Now register the full webhook URL with your provider:

# Example: registering via curl with Stripe
curl https://api.stripe.com/v1/webhook_endpoints \
  -u sk_test_...: \
  -d url="https://a1b2c3d4.ngrok-free.app/webhooks/stripe/" \
  -d "enabled_events[]"="checkout.session.completed"

Trigger an event and watch it hit your local server. ngrok also has a local inspector at http://127.0.0.1:4040 where you can see request details and replay them. That replay feature is genuinely useful when your handler is crashing and you need to iterate.

One thing to watch out for: ngrok free-tier URLs change every time you restart the tunnel. That means you need to update your webhook registration each time. Paid plans give you a stable subdomain.

Step-by-step: Testing with Stripe CLI

The Stripe CLI is the most convenient option if you're specifically working with Stripe webhooks. It handles tunneling, event generation, and signature verification all in one tool.

Install the CLI and log in:

# macOS
brew install stripe/stripe-cli/stripe

# Log in to your Stripe account
stripe login

Start listening and forwarding to your local server:

stripe listen --forward-to localhost:8000/webhooks/stripe/

The CLI prints a webhook signing secret (starts with whsec_). Use this secret in your local environment, not your live Dashboard secret. They're different keys.
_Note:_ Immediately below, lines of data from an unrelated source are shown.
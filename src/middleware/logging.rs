use axum::{
    body::{to_bytes, Body, Bytes},
    extract::Request,
    http::{HeaderName, StatusCode},
    middleware::Next,
    response::{IntoResponse, Response},
};
use std::time::Instant;

/// Header carrying the request id, set by `SetRequestIdLayer` when the caller sent none
pub const REQUEST_ID_HEADER: HeaderName = HeaderName::from_static("x-request-id");

const MAX_BODY_BYTES: usize = 1024 * 1024;
const MAX_LOGGED_CHARS: usize = 2000;

/// Middleware that logs request and response bodies under the request id
pub async fn logging_middleware(request: Request, next: Next) -> Response {
    let request_id = request
        .headers()
        .get(&REQUEST_ID_HEADER)
        .and_then(|value| value.to_str().ok())
        .map(str::to_owned)
        .unwrap_or_else(|| uuid::Uuid::new_v4().to_string());
    let method = request.method().clone();
    let uri = request.uri().clone();
    let start = Instant::now();

    let (parts, body) = request.into_parts();

    let bytes = match to_bytes(body, MAX_BODY_BYTES).await {
        Ok(bytes) => bytes,
        Err(e) => {
            tracing::error!(request_id = %request_id, "Failed to read request body: {}", e);
            return (StatusCode::BAD_REQUEST, "Failed to read request body").into_response();
        }
    };

    tracing::info!(
        request_id = %request_id,
        method = %method,
        uri = %uri,
        body = %truncate_body(&String::from_utf8_lossy(&bytes), MAX_LOGGED_CHARS),
        "→ Request"
    );

    let request = Request::from_parts(parts, Body::from(bytes));
    let response = next.run(request).await;

    let status = response.status();
    let (parts, body) = response.into_parts();

    let bytes = match to_bytes(body, MAX_BODY_BYTES).await {
        Ok(bytes) => bytes,
        Err(e) => {
            tracing::error!(request_id = %request_id, "Failed to read response body: {}", e);
            Bytes::new()
        }
    };

    tracing::info!(
        request_id = %request_id,
        method = %method,
        uri = %uri,
        status = %status.as_u16(),
        latency_ms = %start.elapsed().as_millis(),
        body = %truncate_body(&String::from_utf8_lossy(&bytes), MAX_LOGGED_CHARS),
        "← Response"
    );

    Response::from_parts(parts, Body::from(bytes))
}

/// Truncate body for logging on a char boundary, noting the original size
fn truncate_body(body: &str, max_chars: usize) -> String {
    let body = body.trim();
    match body.char_indices().nth(max_chars) {
        None => body.to_string(),
        Some((cut, _)) => format!(
            "{}...[truncated, {} bytes total]",
            &body[..cut],
            body.len()
        ),
    }
}
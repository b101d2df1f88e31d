// Domain and request/response models
pub mod booking;
pub mod common;
pub mod ledger;
pub mod requests;
// Service modules
pub mod balance_resolver;
pub mod credit_ledger;
pub mod credits_service;
pub mod idempotency;
pub mod payment_events;
pub mod reservation_coordinator;

pub use balance_resolver::{BalanceResolver, MonthlyReset};
pub use credit_ledger::CreditLedger;
pub use credits_service::CreditsService;
pub use payment_events::{
    PaymentConfirmed, PaymentCreditOutcome, PaymentEventService, PaymentReversalOutcome,
    PaymentReversed,
};
pub use reservation_coordinator::ReservationCoordinator;
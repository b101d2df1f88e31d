//! Rows owned by the booking and payment subsystems that the credit engine reads or touches
use entity::{enrollments, payments, tutoring_sessions};
use serde::{Deserialize, Serialize};
use uuid::Uuid;

pub use entity::sea_orm_active_enums::{EnrollmentStatus, PaymentStatus};

#[derive(Debug, Clone, PartialEq, Eq, Serialize, Deserialize)]
#[serde(rename_all = "camelCase")]
pub struct TutoringSession {
    pub id: Uuid,
    pub subject_id: Uuid,
    #[serde(with = "time::serde::rfc3339")]
    pub starts_at: time::OffsetDateTime,
}

impl TutoringSession {
    pub fn has_started(&self, now: time::OffsetDateTime) -> bool {
        self.starts_at <= now
    }
}

impl From<tutoring_sessions::Model> for TutoringSession {
    fn from(model: tutoring_sessions::Model) -> Self {
        Self {
            id: model.id,
            subject_id: model.subject_id,
            starts_at: model.starts_at,
        }
    }
}

#[derive(Debug, Clone, PartialEq, Eq, Serialize, Deserialize)]
#[serde(rename_all = "camelCase")]
pub struct Enrollment {
    pub id: Uuid,
    pub session_id: Uuid,
    pub student_id: Uuid,
    pub status: EnrollmentStatus,
    pub credits_reserved: i16,
    #[serde(with = "time::serde::rfc3339")]
    pub created_at: time::OffsetDateTime,
    #[serde(with = "time::serde::rfc3339::option")]
    pub cancelled_at: Option<time::OffsetDateTime>,
}

impl Enrollment {
    pub fn holds_credit(&self) -> bool {
        self.credits_reserved == 1
    }

    pub fn is_cancelled(&self) -> bool {
        self.status == EnrollmentStatus::Cancelled
    }
}

impl From<enrollments::Model> for Enrollment {
    fn from(model: enrollments::Model) -> Self {
        Self {
            id: model.id,
            session_id: model.session_id,
            student_id: model.student_id,
            status: model.status,
            credits_reserved: model.credits_reserved,
            created_at: model.created_at,
            cancelled_at: model.cancelled_at,
        }
    }
}

/// Normalized payment state as last reported by the gateway webhook
#[derive(Debug, Clone, PartialEq, Eq, Serialize, Deserialize)]
#[serde(rename_all = "camelCase")]
pub struct Payment {
    pub id: Uuid,
    pub student_id: Uuid,
    /// None for packages usable in any subject
    pub subject_id: Option<Uuid>,
    pub session_count: i32,
    pub status: PaymentStatus,
    #[serde(with = "time::serde::rfc3339")]
    pub confirmed_at: time::OffsetDateTime,
    #[serde(with = "time::serde::rfc3339")]
    pub updated_at: time::OffsetDateTime,
}

impl Payment {
    pub fn is_subject_agnostic(&self) -> bool {
        self.subject_id.is_none()
    }
}

impl From<payments::Model> for Payment {
    fn from(model: payments::Model) -> Self {
        Self {
            id: model.id,
            student_id: model.student_id,
            subject_id: model.subject_id,
            session_count: model.session_count,
            status: model.status,
            confirmed_at: model.confirmed_at,
            updated_at: model.updated_at,
        }
    }
}
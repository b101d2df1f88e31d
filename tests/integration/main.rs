// Integration tests

mod postgres_test;
mod reservation_test;

use lessonbank::{
    clock::{Clock, ManualClock},
    config::{Config, CreditsConfig, DatabaseConfig, ServerConfig},
    models::{booking::TutoringSession, ledger::CreditKey},
    services::{CreditLedger, MonthlyReset},
    store::MemoryStore,
    AppState,
};
use std::sync::Arc;
use time::OffsetDateTime;
use uuid::Uuid;

/// Services wired over an in-memory store and a clock the test controls
pub struct TestEnv {
    pub store: MemoryStore,
    pub clock: Arc<ManualClock>,
    pub state: AppState,
}

impl TestEnv {
    pub fn ledger(&self) -> CreditLedger {
        CreditLedger::new(self.clock.clone(), MonthlyReset::utc())
    }

    /// Register a session of `subject_id` starting `hours` from the current test time
    pub async fn add_session(&self, subject_id: Uuid, hours: i64) -> Uuid {
        let id = Uuid::new_v4();
        self.store
            .add_session(TutoringSession {
                id,
                subject_id,
                starts_at: self.clock.now() + time::Duration::hours(hours),
            })
            .await;
        id
    }

    pub async fn stored_balance(&self, key: CreditKey) -> i32 {
        self.store
            .stored_balance(key)
            .await
            .map(|row| row.balance)
            .unwrap_or(0)
    }
}

pub fn test_config() -> Config {
    Config {
        server: ServerConfig {
            host: "127.0.0.1".to_string(),
            port: 0,
            request_timeout_secs: 5,
        },
        database: DatabaseConfig {
            url: "postgres://unused".to_string(),
            run_migrations: false,
        },
        credits: CreditsConfig::default(),
    }
}

// Test setup helpers
pub fn setup_test_environment(now: OffsetDateTime) -> TestEnv {
    let store = MemoryStore::new();
    let clock = Arc::new(ManualClock::new(now));
    let state = AppState::with_store(Arc::new(store.clone()), clock.clone(), test_config())
        .expect("test config is valid");

    TestEnv {
        store,
        clock,
        state,
    }
}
In another terminal, trigger a test event:

# Trigger a specific event type
stripe trigger checkout.session.completed

# Or trigger a payment intent flow
stripe trigger payment_intent.succeeded

The event will hit your local endpoint with a valid signature. You can see the full payload in the CLI output, and your handler runs locally so you can set breakpoints, check logs, and debug normally.

The Stripe CLI approach is great for Stripe specifically, but it obviously won't help you test webhooks from GitHub, Shopify, or Linear. For those providers, use a tunnel or an inspection tool.

Tips for production webhook debugging

Testing in development is one thing. Debugging webhook issues in production is another. Here are some things that will save you time.

Log the raw payload before processing. If your handler throws an exception, you want the original request body available so you can reproduce the issue locally. Store it somewhere you can access later.

Return 200 quickly, process later. Most webhook providers will retry if they don't get a 2xx response within a few seconds. If your handler does heavy processing synchronously, you risk timeouts and duplicate deliveries. Accept the webhook, queue the work, and return immediately.

# Good: acknowledge fast, process async
@csrf_exempt
def webhook_handler(request):
    payload = json.loads(request.body)
    process_webhook.delay(payload)  # Celery task
    return HttpResponse(status=200)

Handle idempotency. Webhooks can (and will) be delivered more than once. Use the event ID to deduplicate. If you've already processed event evt_1234, skip it on the second delivery.

Monitor your endpoint. Set up alerting for webhook failures. If your endpoint starts returning 500s, you want to know before your customers notice that their orders aren't being fulfilled or their accounts aren't being provisioned.

Use a webhook debugger for ongoing visibility. Having a persistent record of every webhook your endpoint receives (with parsed, readable summaries) makes it much easier to trace issues after the fact. It beats digging through application logs.

Picking the right approach

If you just want to see what a webhook payload looks like, use an inspection tool. If you need to test your actual handler code locally, use ngrok or a provider CLI. In production, log everything and make sure you can replay events when things go wrong.

Most developers end up using a combination. Inspect the payload first to understand the structure, then switch to a tunnel or CLI to test the handler, then use a monitoring tool in production to catch issues early.

Whatever approach you pick, the goal is the same: remove the guesswork. Webhooks don't have to be a black box. With the right tooling, you can see exactly what's being sent, verify your handler does the right thing, and debug confidently when something breaks.